Search the listing below for the word "ObjectBox", and copy every line in which it turns up.
/---
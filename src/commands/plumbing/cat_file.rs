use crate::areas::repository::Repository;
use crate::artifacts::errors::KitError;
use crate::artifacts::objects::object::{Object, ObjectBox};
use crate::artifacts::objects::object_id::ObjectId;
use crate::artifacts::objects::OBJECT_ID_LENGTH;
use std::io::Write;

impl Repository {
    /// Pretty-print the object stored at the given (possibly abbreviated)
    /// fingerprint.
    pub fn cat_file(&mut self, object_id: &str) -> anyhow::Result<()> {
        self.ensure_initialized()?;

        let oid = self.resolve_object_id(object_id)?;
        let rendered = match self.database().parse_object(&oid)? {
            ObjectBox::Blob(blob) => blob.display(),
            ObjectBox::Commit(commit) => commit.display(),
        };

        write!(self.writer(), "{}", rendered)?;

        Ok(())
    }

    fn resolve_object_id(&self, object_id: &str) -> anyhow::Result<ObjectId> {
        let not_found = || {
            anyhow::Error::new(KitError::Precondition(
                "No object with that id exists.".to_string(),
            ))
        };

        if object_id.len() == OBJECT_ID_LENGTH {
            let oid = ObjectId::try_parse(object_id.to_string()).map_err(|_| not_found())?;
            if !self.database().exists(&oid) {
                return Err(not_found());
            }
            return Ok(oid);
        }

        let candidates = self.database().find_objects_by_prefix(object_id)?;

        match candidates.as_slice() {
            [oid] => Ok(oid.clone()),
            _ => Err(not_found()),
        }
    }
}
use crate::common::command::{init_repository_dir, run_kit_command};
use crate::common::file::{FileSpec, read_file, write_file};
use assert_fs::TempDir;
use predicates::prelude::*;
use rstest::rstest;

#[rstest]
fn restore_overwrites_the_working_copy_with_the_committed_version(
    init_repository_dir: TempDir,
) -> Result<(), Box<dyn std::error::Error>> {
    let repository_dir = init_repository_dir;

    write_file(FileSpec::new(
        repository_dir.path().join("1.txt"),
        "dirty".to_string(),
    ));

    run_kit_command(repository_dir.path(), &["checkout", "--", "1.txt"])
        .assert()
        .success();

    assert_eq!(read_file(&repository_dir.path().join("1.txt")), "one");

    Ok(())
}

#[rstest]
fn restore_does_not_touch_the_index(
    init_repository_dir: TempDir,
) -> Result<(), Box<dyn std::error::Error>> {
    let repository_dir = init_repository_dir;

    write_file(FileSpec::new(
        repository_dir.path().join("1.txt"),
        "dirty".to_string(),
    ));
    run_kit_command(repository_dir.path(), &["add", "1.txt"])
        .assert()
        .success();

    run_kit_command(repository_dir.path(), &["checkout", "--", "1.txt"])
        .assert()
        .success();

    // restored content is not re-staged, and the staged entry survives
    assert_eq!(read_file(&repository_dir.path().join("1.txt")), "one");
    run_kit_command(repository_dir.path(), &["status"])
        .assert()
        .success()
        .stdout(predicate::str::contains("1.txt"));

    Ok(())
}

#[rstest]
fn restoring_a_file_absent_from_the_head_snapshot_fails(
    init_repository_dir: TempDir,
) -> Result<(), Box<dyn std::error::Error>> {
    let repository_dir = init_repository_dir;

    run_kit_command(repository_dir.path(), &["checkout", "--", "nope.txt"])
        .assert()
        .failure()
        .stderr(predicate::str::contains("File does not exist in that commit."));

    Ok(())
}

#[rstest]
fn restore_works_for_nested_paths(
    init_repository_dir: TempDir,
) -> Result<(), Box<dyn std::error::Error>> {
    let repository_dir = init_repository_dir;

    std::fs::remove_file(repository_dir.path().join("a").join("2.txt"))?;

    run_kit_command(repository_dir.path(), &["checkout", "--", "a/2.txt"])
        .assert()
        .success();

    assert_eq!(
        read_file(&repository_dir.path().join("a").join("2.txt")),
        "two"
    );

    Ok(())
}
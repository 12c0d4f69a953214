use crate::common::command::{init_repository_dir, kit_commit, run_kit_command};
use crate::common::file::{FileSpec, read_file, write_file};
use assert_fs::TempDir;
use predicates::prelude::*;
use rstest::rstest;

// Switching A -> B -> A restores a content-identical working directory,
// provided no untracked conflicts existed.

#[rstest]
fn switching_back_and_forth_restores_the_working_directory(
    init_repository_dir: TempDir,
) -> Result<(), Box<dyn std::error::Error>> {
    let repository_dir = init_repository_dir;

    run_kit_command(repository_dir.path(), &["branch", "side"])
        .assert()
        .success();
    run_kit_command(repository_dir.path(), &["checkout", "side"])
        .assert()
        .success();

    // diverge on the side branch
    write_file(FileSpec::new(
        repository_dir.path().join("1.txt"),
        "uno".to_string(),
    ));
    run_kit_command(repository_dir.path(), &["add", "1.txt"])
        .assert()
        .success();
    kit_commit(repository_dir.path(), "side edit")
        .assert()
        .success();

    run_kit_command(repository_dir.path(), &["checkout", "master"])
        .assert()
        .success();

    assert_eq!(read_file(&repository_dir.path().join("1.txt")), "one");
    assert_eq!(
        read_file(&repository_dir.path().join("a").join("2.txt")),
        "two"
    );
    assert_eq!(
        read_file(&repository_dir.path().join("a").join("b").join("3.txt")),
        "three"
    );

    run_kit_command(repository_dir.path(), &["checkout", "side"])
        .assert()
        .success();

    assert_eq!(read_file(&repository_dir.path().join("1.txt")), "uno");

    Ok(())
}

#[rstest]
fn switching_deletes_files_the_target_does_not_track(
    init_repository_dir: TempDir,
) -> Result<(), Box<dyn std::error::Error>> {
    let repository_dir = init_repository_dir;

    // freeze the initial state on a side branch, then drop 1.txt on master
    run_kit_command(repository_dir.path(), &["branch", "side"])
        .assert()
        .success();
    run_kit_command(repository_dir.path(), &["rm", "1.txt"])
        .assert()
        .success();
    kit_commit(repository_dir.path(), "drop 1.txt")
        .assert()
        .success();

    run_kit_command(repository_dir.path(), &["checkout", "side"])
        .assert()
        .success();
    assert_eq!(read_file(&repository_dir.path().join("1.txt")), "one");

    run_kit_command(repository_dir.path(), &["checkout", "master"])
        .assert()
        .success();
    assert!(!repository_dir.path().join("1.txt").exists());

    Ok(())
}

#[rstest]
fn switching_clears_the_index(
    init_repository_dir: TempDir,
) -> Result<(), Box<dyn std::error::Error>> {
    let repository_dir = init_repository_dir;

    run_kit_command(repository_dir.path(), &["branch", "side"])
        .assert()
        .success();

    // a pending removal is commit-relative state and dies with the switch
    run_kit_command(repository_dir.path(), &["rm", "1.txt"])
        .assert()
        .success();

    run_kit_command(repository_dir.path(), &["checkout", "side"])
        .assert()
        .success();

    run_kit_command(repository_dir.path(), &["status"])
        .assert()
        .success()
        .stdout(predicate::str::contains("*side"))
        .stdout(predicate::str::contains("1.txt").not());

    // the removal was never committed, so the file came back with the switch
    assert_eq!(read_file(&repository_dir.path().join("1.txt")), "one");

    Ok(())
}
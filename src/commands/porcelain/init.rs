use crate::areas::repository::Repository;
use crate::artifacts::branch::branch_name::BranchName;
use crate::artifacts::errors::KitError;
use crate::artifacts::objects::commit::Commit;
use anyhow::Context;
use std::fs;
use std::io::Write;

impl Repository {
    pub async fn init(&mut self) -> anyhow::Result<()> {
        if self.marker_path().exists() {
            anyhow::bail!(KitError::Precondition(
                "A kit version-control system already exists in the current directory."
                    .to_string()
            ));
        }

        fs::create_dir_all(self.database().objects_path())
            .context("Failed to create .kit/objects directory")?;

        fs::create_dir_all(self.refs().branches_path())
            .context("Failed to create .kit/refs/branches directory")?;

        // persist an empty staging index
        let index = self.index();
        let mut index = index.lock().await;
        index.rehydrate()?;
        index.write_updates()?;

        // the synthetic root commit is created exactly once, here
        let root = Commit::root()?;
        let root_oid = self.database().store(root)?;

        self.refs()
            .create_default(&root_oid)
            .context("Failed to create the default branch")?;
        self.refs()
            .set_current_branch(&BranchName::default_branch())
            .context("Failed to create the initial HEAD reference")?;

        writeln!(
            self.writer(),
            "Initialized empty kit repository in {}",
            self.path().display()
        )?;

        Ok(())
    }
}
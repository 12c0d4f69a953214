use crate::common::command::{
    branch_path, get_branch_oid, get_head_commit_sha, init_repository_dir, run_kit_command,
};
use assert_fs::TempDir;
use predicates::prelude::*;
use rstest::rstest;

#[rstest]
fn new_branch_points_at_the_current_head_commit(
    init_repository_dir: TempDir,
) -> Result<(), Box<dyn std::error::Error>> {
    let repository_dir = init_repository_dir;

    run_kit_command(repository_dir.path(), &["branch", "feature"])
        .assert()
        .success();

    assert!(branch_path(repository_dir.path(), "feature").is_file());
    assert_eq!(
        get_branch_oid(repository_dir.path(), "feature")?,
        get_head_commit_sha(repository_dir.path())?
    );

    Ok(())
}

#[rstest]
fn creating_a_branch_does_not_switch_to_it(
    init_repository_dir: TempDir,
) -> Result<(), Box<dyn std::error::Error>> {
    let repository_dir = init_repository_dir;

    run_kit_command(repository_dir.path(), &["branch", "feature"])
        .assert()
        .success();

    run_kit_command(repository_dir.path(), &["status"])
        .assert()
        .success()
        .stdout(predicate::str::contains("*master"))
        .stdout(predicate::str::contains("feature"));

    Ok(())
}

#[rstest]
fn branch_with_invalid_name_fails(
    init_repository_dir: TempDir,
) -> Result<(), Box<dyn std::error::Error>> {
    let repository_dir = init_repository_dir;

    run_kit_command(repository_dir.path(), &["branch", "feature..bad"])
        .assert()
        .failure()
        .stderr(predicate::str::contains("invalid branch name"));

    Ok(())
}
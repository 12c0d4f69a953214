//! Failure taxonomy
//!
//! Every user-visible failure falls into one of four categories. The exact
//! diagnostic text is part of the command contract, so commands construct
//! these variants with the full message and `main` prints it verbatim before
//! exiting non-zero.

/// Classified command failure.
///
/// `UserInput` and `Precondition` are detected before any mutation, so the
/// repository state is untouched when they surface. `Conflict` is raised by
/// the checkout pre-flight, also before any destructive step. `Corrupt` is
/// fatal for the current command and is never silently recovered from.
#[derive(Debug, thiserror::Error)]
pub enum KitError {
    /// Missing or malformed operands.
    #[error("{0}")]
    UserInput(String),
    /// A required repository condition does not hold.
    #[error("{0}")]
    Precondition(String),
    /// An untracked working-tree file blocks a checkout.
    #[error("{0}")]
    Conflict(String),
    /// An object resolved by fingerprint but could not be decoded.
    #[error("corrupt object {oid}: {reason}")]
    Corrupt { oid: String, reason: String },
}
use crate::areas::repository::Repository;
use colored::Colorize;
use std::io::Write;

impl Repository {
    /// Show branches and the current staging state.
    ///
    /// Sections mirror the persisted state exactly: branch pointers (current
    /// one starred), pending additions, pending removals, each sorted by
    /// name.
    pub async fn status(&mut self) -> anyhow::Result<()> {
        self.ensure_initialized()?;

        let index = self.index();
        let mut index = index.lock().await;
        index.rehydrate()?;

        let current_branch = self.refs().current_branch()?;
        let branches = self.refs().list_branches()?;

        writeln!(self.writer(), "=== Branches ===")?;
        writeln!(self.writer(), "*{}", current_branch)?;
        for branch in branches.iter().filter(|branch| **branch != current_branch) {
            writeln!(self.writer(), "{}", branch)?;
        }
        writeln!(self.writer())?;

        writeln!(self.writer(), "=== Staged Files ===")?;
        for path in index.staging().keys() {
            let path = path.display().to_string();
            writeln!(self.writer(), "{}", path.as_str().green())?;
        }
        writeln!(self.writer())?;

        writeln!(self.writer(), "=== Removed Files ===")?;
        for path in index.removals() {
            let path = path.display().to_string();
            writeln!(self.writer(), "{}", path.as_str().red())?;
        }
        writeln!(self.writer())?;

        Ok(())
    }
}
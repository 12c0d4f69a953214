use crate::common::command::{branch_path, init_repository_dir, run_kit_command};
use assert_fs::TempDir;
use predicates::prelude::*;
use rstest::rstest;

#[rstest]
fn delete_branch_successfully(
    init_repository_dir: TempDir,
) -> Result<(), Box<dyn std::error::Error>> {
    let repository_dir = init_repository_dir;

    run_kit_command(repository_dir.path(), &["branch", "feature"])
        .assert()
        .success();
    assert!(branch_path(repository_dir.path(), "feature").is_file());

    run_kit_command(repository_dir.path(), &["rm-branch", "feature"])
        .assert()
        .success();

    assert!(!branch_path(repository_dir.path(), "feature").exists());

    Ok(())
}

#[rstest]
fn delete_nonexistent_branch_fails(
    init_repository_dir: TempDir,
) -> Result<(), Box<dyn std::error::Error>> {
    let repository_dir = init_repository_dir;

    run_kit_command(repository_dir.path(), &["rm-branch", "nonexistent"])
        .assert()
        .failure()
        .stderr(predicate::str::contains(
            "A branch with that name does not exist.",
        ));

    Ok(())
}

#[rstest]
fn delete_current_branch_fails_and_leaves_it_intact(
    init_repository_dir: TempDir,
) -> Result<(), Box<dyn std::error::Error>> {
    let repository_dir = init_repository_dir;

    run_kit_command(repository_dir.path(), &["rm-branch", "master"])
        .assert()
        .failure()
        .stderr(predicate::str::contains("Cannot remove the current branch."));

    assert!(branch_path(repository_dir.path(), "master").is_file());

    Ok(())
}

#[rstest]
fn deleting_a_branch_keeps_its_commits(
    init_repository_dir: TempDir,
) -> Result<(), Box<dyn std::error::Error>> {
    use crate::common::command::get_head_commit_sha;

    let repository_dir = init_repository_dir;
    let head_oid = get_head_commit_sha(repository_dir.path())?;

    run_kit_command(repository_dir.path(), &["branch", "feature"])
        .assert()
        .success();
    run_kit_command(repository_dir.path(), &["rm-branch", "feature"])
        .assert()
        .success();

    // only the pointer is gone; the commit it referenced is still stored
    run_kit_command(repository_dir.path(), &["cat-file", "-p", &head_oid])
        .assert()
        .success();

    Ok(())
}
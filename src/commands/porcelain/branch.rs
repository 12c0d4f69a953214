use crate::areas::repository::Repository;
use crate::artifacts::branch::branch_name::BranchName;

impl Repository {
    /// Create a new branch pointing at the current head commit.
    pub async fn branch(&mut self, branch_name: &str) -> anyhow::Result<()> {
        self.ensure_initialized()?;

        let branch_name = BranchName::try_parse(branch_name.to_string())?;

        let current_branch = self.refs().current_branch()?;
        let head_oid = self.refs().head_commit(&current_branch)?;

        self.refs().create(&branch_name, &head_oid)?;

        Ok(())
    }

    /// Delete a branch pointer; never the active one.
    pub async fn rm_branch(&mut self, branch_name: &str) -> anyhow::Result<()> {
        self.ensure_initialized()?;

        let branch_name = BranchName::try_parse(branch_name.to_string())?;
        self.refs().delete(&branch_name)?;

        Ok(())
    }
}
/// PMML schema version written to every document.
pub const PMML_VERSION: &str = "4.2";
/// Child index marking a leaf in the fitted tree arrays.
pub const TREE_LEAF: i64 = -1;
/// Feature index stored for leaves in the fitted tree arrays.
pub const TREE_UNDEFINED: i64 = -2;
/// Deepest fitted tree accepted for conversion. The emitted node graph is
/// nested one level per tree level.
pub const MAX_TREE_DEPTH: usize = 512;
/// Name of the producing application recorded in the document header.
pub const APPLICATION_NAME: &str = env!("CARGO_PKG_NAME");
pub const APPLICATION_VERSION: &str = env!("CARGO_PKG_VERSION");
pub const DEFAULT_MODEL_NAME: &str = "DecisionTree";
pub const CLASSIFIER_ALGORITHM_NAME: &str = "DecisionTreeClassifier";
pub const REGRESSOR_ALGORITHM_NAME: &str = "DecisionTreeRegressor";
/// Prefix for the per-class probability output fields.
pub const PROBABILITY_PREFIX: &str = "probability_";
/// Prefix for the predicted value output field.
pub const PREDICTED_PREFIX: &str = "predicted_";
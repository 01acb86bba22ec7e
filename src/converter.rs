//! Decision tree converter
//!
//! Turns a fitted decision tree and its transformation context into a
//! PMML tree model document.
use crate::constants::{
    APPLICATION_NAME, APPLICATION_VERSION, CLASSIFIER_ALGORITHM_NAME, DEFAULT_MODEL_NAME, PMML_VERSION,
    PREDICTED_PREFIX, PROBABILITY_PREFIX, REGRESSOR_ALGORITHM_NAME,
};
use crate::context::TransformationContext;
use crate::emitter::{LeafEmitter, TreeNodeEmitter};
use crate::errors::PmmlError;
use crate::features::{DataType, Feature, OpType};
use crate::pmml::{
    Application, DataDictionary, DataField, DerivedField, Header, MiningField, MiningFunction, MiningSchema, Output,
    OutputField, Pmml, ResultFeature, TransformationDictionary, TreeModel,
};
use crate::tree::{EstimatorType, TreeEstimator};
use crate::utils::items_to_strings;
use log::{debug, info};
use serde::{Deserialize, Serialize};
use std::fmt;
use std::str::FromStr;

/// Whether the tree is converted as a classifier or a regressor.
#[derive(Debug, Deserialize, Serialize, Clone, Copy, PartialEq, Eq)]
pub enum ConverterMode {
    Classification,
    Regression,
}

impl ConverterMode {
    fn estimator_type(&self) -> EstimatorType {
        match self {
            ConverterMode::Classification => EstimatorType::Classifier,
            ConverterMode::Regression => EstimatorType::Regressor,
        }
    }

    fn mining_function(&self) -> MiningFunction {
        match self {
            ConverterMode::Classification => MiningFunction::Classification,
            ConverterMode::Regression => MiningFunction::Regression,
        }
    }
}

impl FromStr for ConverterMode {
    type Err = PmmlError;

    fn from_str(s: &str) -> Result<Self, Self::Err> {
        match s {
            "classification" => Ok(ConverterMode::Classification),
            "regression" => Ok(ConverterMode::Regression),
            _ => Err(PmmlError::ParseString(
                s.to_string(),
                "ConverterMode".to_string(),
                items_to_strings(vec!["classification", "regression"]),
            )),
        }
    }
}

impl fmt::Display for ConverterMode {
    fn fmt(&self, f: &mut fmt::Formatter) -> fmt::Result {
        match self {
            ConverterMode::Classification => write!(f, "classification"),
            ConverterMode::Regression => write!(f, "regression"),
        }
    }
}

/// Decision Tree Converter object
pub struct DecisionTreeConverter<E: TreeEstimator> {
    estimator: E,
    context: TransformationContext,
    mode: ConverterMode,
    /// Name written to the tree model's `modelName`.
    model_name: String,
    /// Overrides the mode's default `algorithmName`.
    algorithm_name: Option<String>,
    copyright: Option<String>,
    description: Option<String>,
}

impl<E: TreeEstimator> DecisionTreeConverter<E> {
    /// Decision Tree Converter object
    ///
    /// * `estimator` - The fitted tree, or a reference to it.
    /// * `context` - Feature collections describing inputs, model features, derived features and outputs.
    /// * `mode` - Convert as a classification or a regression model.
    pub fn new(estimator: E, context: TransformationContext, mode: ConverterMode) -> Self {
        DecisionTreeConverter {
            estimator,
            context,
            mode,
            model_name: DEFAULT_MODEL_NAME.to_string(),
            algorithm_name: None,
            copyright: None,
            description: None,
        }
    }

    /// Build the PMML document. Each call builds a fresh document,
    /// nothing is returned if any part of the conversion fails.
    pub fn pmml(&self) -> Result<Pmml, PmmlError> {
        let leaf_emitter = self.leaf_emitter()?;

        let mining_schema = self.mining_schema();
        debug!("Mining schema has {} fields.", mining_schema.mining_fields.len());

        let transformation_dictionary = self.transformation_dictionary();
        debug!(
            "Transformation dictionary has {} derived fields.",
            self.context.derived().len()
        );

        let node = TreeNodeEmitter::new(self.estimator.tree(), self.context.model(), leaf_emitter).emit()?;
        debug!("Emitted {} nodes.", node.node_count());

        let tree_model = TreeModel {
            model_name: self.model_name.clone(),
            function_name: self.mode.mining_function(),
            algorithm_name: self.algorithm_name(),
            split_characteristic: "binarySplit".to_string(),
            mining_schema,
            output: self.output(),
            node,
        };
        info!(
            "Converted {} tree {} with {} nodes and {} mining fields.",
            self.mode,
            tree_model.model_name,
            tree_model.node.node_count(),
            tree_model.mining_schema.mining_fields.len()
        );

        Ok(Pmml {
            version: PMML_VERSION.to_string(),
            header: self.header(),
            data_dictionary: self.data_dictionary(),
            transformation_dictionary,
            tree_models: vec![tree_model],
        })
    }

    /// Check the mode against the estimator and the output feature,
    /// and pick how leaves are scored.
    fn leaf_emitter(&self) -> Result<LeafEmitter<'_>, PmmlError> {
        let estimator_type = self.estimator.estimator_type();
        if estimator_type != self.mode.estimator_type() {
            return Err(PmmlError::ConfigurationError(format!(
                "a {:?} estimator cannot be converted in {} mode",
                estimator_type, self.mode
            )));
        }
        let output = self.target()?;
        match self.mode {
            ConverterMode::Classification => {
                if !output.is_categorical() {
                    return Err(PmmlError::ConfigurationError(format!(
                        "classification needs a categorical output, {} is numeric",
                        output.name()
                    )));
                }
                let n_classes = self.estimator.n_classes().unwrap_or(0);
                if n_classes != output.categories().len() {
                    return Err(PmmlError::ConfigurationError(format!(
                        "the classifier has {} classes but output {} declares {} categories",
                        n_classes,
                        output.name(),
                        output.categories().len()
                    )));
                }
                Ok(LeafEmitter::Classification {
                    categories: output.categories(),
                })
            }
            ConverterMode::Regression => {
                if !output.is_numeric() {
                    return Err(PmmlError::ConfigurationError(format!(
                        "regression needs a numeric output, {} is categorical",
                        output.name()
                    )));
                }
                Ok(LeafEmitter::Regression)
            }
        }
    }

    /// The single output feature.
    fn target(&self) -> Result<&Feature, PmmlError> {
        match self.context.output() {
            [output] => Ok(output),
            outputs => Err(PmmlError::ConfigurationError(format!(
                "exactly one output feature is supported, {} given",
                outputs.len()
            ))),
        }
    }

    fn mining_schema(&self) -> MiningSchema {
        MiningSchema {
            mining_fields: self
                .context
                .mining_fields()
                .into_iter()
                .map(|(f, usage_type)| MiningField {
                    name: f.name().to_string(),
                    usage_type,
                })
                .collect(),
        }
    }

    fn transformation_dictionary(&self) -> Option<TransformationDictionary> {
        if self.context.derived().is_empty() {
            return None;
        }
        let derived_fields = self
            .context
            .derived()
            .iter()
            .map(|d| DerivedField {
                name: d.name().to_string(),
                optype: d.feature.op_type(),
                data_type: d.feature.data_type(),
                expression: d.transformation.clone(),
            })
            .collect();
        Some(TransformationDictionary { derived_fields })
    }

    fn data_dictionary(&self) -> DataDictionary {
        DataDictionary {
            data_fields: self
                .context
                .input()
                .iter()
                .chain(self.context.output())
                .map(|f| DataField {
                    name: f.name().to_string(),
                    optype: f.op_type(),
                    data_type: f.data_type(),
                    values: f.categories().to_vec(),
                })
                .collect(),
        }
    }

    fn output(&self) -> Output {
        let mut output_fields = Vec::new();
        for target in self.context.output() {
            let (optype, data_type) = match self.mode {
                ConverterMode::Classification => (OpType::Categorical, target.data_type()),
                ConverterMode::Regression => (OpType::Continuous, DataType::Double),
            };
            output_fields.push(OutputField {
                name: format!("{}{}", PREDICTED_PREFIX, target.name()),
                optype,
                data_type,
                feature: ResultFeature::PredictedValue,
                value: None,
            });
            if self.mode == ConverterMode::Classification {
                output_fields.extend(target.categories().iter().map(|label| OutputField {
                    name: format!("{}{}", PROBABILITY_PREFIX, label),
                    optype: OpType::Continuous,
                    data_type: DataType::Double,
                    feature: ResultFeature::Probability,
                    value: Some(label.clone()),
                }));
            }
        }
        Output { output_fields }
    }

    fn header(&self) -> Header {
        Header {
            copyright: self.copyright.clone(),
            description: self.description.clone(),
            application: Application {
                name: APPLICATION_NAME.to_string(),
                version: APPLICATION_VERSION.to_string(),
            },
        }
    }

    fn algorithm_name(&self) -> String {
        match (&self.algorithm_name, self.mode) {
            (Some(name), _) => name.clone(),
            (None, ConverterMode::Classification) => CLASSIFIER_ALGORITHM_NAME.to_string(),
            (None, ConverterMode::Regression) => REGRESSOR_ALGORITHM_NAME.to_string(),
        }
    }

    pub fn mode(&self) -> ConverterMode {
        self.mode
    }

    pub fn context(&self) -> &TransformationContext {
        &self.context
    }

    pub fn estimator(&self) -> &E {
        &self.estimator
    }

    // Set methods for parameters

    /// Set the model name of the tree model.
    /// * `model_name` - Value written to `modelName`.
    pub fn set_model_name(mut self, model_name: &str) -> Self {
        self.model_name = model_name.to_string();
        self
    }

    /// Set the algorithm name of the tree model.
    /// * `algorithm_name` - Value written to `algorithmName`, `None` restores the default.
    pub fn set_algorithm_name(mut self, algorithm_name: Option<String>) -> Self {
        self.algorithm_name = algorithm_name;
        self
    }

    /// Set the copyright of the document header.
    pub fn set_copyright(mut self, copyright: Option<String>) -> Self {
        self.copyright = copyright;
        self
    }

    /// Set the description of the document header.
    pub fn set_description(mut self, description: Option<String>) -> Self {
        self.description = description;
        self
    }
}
\---
Expected answer:
use crate::artifacts::objects::object::{Object, ObjectBox};
            ObjectBox::Blob(blob) => blob.display(),
            ObjectBox::Commit(commit) => commit.display(),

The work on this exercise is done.